**DATA EXTRACT**:
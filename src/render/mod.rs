//! # HTML rendering
//!
//! Turns a [`UniqueQuery`] and a fetched page of [`UniqueItem`]s into a
//! complete HTML document. Renderers are plain functions of their inputs and
//! never touch the network, so the page can be rendered in tests from fixture
//! data alone.
//!
//! ## Layout
//!
//! - **Header**: title and a "Showing N of M (League: ...)" summary
//! - **Filters bar**: search box, ordering select, hidden league/page fields
//! - **Card grid**: one card per unique with prices and ancient drop stats
//! - **Pagination**: previous/next links driven by the API's `previous`/`next`
//!
//! All text coming from the request or the API is HTML-escaped.

mod card;

use chrono::{DateTime, Utc};

use crate::models::{Paginated, UniqueItem, UniqueQuery};

pub use card::render_card;

/// Ordering options offered in the filters bar as (label, API value).
pub const SORT_OPTIONS: [(&str, &str); 4] = [
    ("Name (A→Z)", "name"),
    ("Level (low→high)", "required_level"),
    ("Chaos value (high→low)", "-chaos_value"),
    ("Listings (high→low)", "-listing_count"),
];

const STYLES: &str = r"
body { background: #0b0e13; color: #d4d4d8; font-family: system-ui, sans-serif; margin: 0; }
main { max-width: 72rem; margin: 0 auto; padding: 1.5rem; }
h1 { font-size: 1.9rem; margin: 0 0 .5rem; }
.summary, .muted { color: #71717a; }
.filters { display: flex; gap: .75rem; margin: 1rem 0 1.5rem; }
.filters input[name=search] { flex: 1; padding: .5rem .75rem; }
.grid { display: grid; grid-template-columns: repeat(auto-fill, minmax(18rem, 1fr)); gap: 1.25rem; }
.card { background: #0f1319; border: 1px solid rgba(180, 83, 9, .6); }
.card-header { padding: .6rem 1rem; text-align: center; background: #1c1408; }
.card-title { color: #f59e0b; font-weight: 600; }
.card-subtitle { color: #a1a1aa; font-size: .85rem; }
.card-body { padding: 1rem 1.5rem; text-align: center; font-size: .85rem; }
.stats { color: #7fb6ff; }
.price-chaos { color: #d4d4d8; }
.price-divine { color: #fde68a; }
.icon { max-height: 7rem; max-width: 7rem; }
.base-icon { height: 2rem; width: 2rem; opacity: .8; }
.flavour { color: #a16207; font-style: italic; }
.ancient { margin-top: .75rem; border: 1px solid rgba(180, 83, 9, .3); padding: .5rem .75rem; font-size: .75rem; }
.tier { color: #fcd34d; font-weight: 600; }
.pagination { display: flex; gap: 1rem; margin-top: 1.5rem; }
.pagination a { color: #60a5fa; }
.pagination .disabled { color: #52525b; }
";

/// Renders the full browse page for a successful fetch.
pub fn render_page(
    query: &UniqueQuery,
    page: &Paginated<UniqueItem>,
    fetched_at: DateTime<Utc>,
) -> String {
    let league_label = if query.league.is_empty() {
        "Current"
    } else {
        query.league.as_str()
    };

    let mut body = String::new();
    body.push_str("<h1>PoE Uniques</h1>\n");
    body.push_str(&format!(
        "<p class=\"summary\">Showing {} of {} (League: {})</p>\n",
        page.results.len(),
        page.count,
        escape_html(league_label)
    ));
    body.push_str(&render_filters(query));
    body.push_str(&render_grid(&page.results));
    body.push_str(&render_pagination(
        query,
        page.has_previous(),
        page.has_next(),
    ));
    body.push_str(&format!(
        "<p class=\"muted\">Prices as of {}</p>\n",
        fetched_at.format("%Y-%m-%d %H:%M UTC")
    ));

    document(&body)
}

/// Generic failure page shown when the uniques could not be fetched.
pub fn render_error_page(query: &UniqueQuery) -> String {
    let mut body = String::new();
    body.push_str("<h1>PoE Uniques</h1>\n");
    body.push_str(&render_filters(query));
    body.push_str(
        "<p class=\"summary\">The item catalog is unavailable right now. Please try again shortly.</p>\n",
    );
    document(&body)
}

fn document(body: &str) -> String {
    format!(
        "<!DOCTYPE html>\n<html lang=\"en\">\n<head>\n<meta charset=\"utf-8\">\n\
         <meta name=\"viewport\" content=\"width=device-width, initial-scale=1\">\n\
         <title>PoE Uniques</title>\n<style>{STYLES}</style>\n</head>\n\
         <body>\n<main>\n{body}</main>\n</body>\n</html>\n"
    )
}

/// Search form. Submitting it always goes back to page 1 of the same league.
fn render_filters(query: &UniqueQuery) -> String {
    let mut html = String::from("<form class=\"filters\" method=\"get\" action=\"/\">\n");
    html.push_str(&format!(
        "  <input name=\"search\" value=\"{}\" placeholder=\"Search unique or base item...\">\n",
        escape_html(&query.search)
    ));

    html.push_str("  <select name=\"ordering\">\n");
    for (label, value) in SORT_OPTIONS {
        let selected = if value == query.ordering { " selected" } else { "" };
        html.push_str(&format!(
            "    <option value=\"{value}\"{selected}>{label}</option>\n"
        ));
    }
    html.push_str("  </select>\n");

    html.push_str(&format!(
        "  <input type=\"hidden\" name=\"league\" value=\"{}\">\n",
        escape_html(&query.league)
    ));
    html.push_str("  <input type=\"hidden\" name=\"page\" value=\"1\">\n");
    html.push_str("  <button type=\"submit\">Apply</button>\n</form>\n");
    html
}

fn render_grid(items: &[UniqueItem]) -> String {
    if items.is_empty() {
        return "<p class=\"muted\">No uniques match this search.</p>\n".to_string();
    }

    let mut html = String::from("<div class=\"grid\">\n");
    for item in items {
        html.push_str(&render_card(item));
    }
    html.push_str("</div>\n");
    html
}

/// Previous/next controls. A non-numeric page is shown as page 1.
pub fn render_pagination(query: &UniqueQuery, has_prev: bool, has_next: bool) -> String {
    let page = query.page_number().unwrap_or(1);

    let prev = if has_prev {
        format!(
            "<a href=\"{}\">← Prev</a>",
            escape_html(&build_href(query, page.saturating_sub(1).max(1)))
        )
    } else {
        "<span class=\"disabled\">← Prev</span>".to_string()
    };

    let next = if has_next {
        format!(
            "<a href=\"{}\">Next →</a>",
            escape_html(&build_href(query, page.saturating_add(1)))
        )
    } else {
        "<span class=\"disabled\">Next →</span>".to_string()
    };

    format!(
        "<nav class=\"pagination\">\n  {prev}\n  <span>Page {page}</span>\n  {next}\n</nav>\n"
    )
}

/// Link to another page of the same browse query.
///
/// `league` is always present, even when empty; `search` and `ordering` only
/// when set.
pub fn build_href(query: &UniqueQuery, page: u32) -> String {
    let mut href = format!(
        "/?page={page}&league={}",
        urlencoding::encode(&query.league)
    );
    if !query.search.is_empty() {
        href.push_str(&format!("&search={}", urlencoding::encode(&query.search)));
    }
    if !query.ordering.is_empty() {
        href.push_str(&format!(
            "&ordering={}",
            urlencoding::encode(&query.ordering)
        ));
    }
    href
}

/// Escapes HTML special characters.
pub(crate) fn escape_html(s: &str) -> String {
    s.replace('&', "&amp;")
        .replace('<', "&lt;")
        .replace('>', "&gt;")
        .replace('"', "&quot;")
}
use crate::format::{PLACEHOLDER, ancient_odds, avg_orbs_display, compact_number, tier_label};
use crate::models::{AncientMeta, UniqueItem};

use super::escape_html;

/// Currency a price line is denominated in.
#[derive(Debug, Clone, Copy)]
enum Orb {
    Chaos,
    Divine,
}

impl Orb {
    fn name(self) -> &'static str {
        match self {
            Self::Chaos => "chaos",
            Self::Divine => "divine",
        }
    }
}

/// Renders a single unique as a card.
pub fn render_card(item: &UniqueItem) -> String {
    let base = &item.base_item;
    let base_name = if base.name.is_empty() {
        "Unknown Base"
    } else {
        base.name.as_str()
    };
    let item_class = if base.item_class.is_empty() {
        "item"
    } else {
        base.item_class.as_str()
    };

    let mut html = String::from("<article class=\"card\">\n");
    html.push_str(&format!(
        "  <header class=\"card-header\"><div class=\"card-title\">{}</div>\
         <div class=\"card-subtitle\">{}</div></header>\n",
        escape_html(&item.name),
        escape_html(base_name)
    ));

    html.push_str("  <div class=\"card-body\">\n");
    html.push_str(&format!(
        "    <div>{}",
        escape_html(&item_class.to_uppercase())
    ));
    if !base.slot.is_empty() {
        html.push_str(&format!(
            " <span class=\"muted\">• {}</span>",
            escape_html(&base.slot.to_uppercase())
        ));
    }
    html.push_str("</div>\n");

    html.push_str("    <div class=\"stats\">\n");
    html.push_str(&format!(
        "      <div>Required Level: {}</div>\n",
        item.required_level
            .map_or_else(|| PLACEHOLDER.to_string(), |level| level.to_string())
    ));
    html.push_str(&price_line(item.chaos_value.as_deref(), Orb::Chaos));
    html.push_str(&price_line(item.divine_value.as_deref(), Orb::Divine));
    html.push_str(&format!(
        "      <div>Listings: {}</div>\n",
        item.listing_count
            .map_or_else(|| PLACEHOLDER.to_string(), |count| count.to_string())
    ));
    html.push_str("    </div>\n");

    if !item.image_url.is_empty() {
        html.push_str(&format!(
            "    <img class=\"icon\" src=\"{}\" alt=\"{}\">\n",
            escape_html(&item.image_url),
            escape_html(&item.name)
        ));
    }

    if let Some(icon_url) = base.icon_url.as_deref().filter(|url| !url.is_empty()) {
        html.push_str(&format!(
            "    <img class=\"base-icon\" src=\"{}\" alt=\"{name}\" title=\"{name}\">\n",
            escape_html(icon_url),
            name = escape_html(base_name)
        ));
    }

    if !item.flavour_text.is_empty() {
        html.push_str(&format!(
            "    <p class=\"flavour\">{}</p>\n",
            escape_html(&item.flavour_text)
        ));
    }

    if let Some(meta) = item.ancient_meta.as_ref().filter(|meta| meta.has_stats()) {
        html.push_str(&ancient_panel(meta));
    }

    html.push_str("  </div>\n</article>\n");
    html
}

/// Price in the given orb, or nothing when the item has no price.
fn price_line(value: Option<&str>, orb: Orb) -> String {
    let Some(value) = value else {
        return String::new();
    };

    format!(
        "      <div class=\"price price-{name}\">{} {name}</div>\n",
        compact_number(value),
        name = orb.name()
    )
}

fn ancient_panel(meta: &AncientMeta) -> String {
    let odds = ancient_odds(meta.chance);

    let mut html = String::from("    <div class=\"ancient\">\n");
    html.push_str(&format!(
        "      <div><span class=\"tier\">{}</span> • Avg: {}</div>\n",
        tier_label(meta.tier),
        avg_orbs_display(meta.avg_orbs)
    ));

    if meta.chance.is_some() {
        html.push_str(&format!("      <div>Chance: {}", odds.percentage));
        if odds.one_in != PLACEHOLDER {
            html.push_str(&format!(
                " <span class=\"muted\">(≈ {})</span>",
                odds.one_in
            ));
        }
        html.push_str("</div>\n");
    } else {
        html.push_str(&format!("      <div>Chance: {PLACEHOLDER}</div>\n"));
    }

    if let Some(min_ilvl) = meta.min_ilvl {
        html.push_str(&format!(
            "      <div class=\"muted\">Min iLvl: {min_ilvl}</div>\n"
        ));
    }

    html.push_str("    </div>\n");
    html
}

**AIM OF THE EXERCISE**: Going through the listing above, tally the lines that contain the word "encode" and state the total alone.

**REPLY**: 3